Henri Rol-Tanguy (12 June 1908 – 8 September 2002) was a French communist and a leader in the French Resistance during World War II.
Henri Tanguy was born on 12 June 1908 in Morlaix, Brittany to a family of a sailor. Aged 14, he moved to Paris to work as a foundryman. In 1925, he joined the Young Communists and ended up as a secretary. He did his military service in 1929 with the 8th Régiment de Zouaves in Oran, Algeria; on his return, he became an activist with the local metal workers union.

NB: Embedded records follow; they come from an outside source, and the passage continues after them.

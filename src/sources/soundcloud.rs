//! Proveedor de SoundCloud: búsqueda que devuelve descriptores mp3 completos.
//!
//! El stream es siempre mp3 progresivo, así que no hay selección de formato:
//! una búsqueda resuelve directo a un [`MediaInfo`] con la URL final del CDN
//! (la API redirige; nos quedamos con la URL a la que aterriza el redirect).

use async_trait::async_trait;
use serde::Deserialize;
use std::time::Duration;
use tracing::debug;

use super::{AudioFormat, MediaInfo, SourceKind, TrackSearchProvider};
use crate::error::{MusicError, MusicResult};

const API_BASE: &str = "https://api.soundcloud.com";

pub struct SoundCloudProvider {
    http: reqwest::Client,
    client_id: Option<String>,
}

impl SoundCloudProvider {
    pub fn new(client_id: Option<String>) -> Self {
        let http = reqwest::Client::builder()
            .timeout(Duration::from_secs(30))
            .build()
            .unwrap_or_default();
        Self { http, client_id }
    }

    fn client_id(&self) -> MusicResult<&str> {
        self.client_id.as_deref().ok_or_else(|| {
            MusicError::Network("falta SOUNDCLOUD_CLIENT_ID para buscar en SoundCloud".to_string())
        })
    }

    /// URL final del stream mp3 de un track, tras seguir los redirects.
    async fn stream_url(&self, track_id: u64) -> MusicResult<String> {
        let client_id = self.client_id()?;
        let response = self
            .http
            .head(format!("{API_BASE}/tracks/{track_id}/stream"))
            .query(&[("client_id", client_id)])
            .send()
            .await?;
        if !response.status().is_success() {
            return Err(MusicError::Network(format!(
                "stream de track {} devolvió {}",
                track_id,
                response.status()
            )));
        }
        Ok(response.url().to_string())
    }
}

#[async_trait]
impl TrackSearchProvider for SoundCloudProvider {
    async fn find_track(&self, query: &str) -> MusicResult<MediaInfo> {
        let client_id = self.client_id()?;
        debug!("🔍 Buscando en SoundCloud «{}»", query);

        let response = self
            .http
            .get(format!("{API_BASE}/tracks"))
            .query(&[("q", query), ("limit", "1"), ("client_id", client_id)])
            .send()
            .await?;
        if !response.status().is_success() {
            return Err(MusicError::Network(format!(
                "búsqueda de SoundCloud devolvió {}",
                response.status()
            )));
        }

        let tracks: Vec<ScTrack> = response.json().await?;
        let track = tracks
            .into_iter()
            .find(|t| t.streamable.unwrap_or(true))
            .ok_or(MusicError::NoVideoFound)?;

        let audio_url = self.stream_url(track.id).await?;
        Ok(media_from_track(track, audio_url))
    }
}

fn media_from_track(track: ScTrack, audio_url: String) -> MediaInfo {
    MediaInfo {
        source_id: track.id.to_string(),
        title: track.title,
        thumbnail_url: track.artwork_url,
        canonical_url: track.permalink_url,
        audio_url,
        format: AudioFormat::Mp3,
        codec_tag: None,
        // La API reporta milisegundos.
        duration_secs: Some(track.duration / 1000),
        kind: SourceKind::SoundCloud,
    }
}

#[derive(Debug, Deserialize)]
struct ScTrack {
    id: u64,
    title: String,
    permalink_url: String,
    artwork_url: Option<String>,
    duration: u64,
    streamable: Option<bool>,
}

#[cfg(test)]
mod tests {
    use super::*;

    #[test]
    fn test_track_maps_to_mp3_descriptor() {
        let track: ScTrack = serde_json::from_value(serde_json::json!({
            "id": 128406724,
            "title": "Noche de neón",
            "permalink_url": "https://soundcloud.com/artista/noche-de-neon",
            "artwork_url": "https://i1.sndcdn.com/artworks-grande.jpg",
            "duration": 215000,
            "streamable": true
        }))
        .unwrap();

        let media = media_from_track(track, "https://cf-media.sndcdn.com/x.mp3".to_string());
        assert_eq!(media.kind, SourceKind::SoundCloud);
        assert_eq!(media.format, AudioFormat::Mp3);
        assert_eq!(media.duration_secs, Some(215));
        assert_eq!(media.source_id, "128406724");
        assert_eq!(media.canonical_url, "https://soundcloud.com/artista/noche-de-neon");
    }

    #[tokio::test]
    async fn test_search_without_client_id_fails_clearly() {
        let provider = SoundCloudProvider::new(None);
        let err = provider.find_track("algo").await.unwrap_err();
        assert!(err.to_string().contains("SOUNDCLOUD_CLIENT_ID"));
    }
}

At the outbreak of the Spanish Civil War in 1937, Tanguy joined the International Brigades to fight for Spanish Republic. He was political commissar of the André Marty Battalion (made up of Franco-Belgian volunteers) which was part of the XIV International Brigade. He was wounded in the Battle of the Ebro in 1938. After the war, he returned to France.
At the outbreak of World War II, Tanguy was conscripted into the French Army. After the surrender, he went underground with his wife Cécile Le Bihan. He became one of the leaders of communist resistance in Paris and organized a group that became Francs-Tireurs et Partisans (FTP). Tanguy used a nom de guerre of "Colonel Rol", after a close friend who had died in Spain.
In June 1944, Tanguy took command of the group the French Forces of the Interior in the Île-de-France. When Allied armies begun to approach Paris, they were part of the forces that began the liberation of Paris.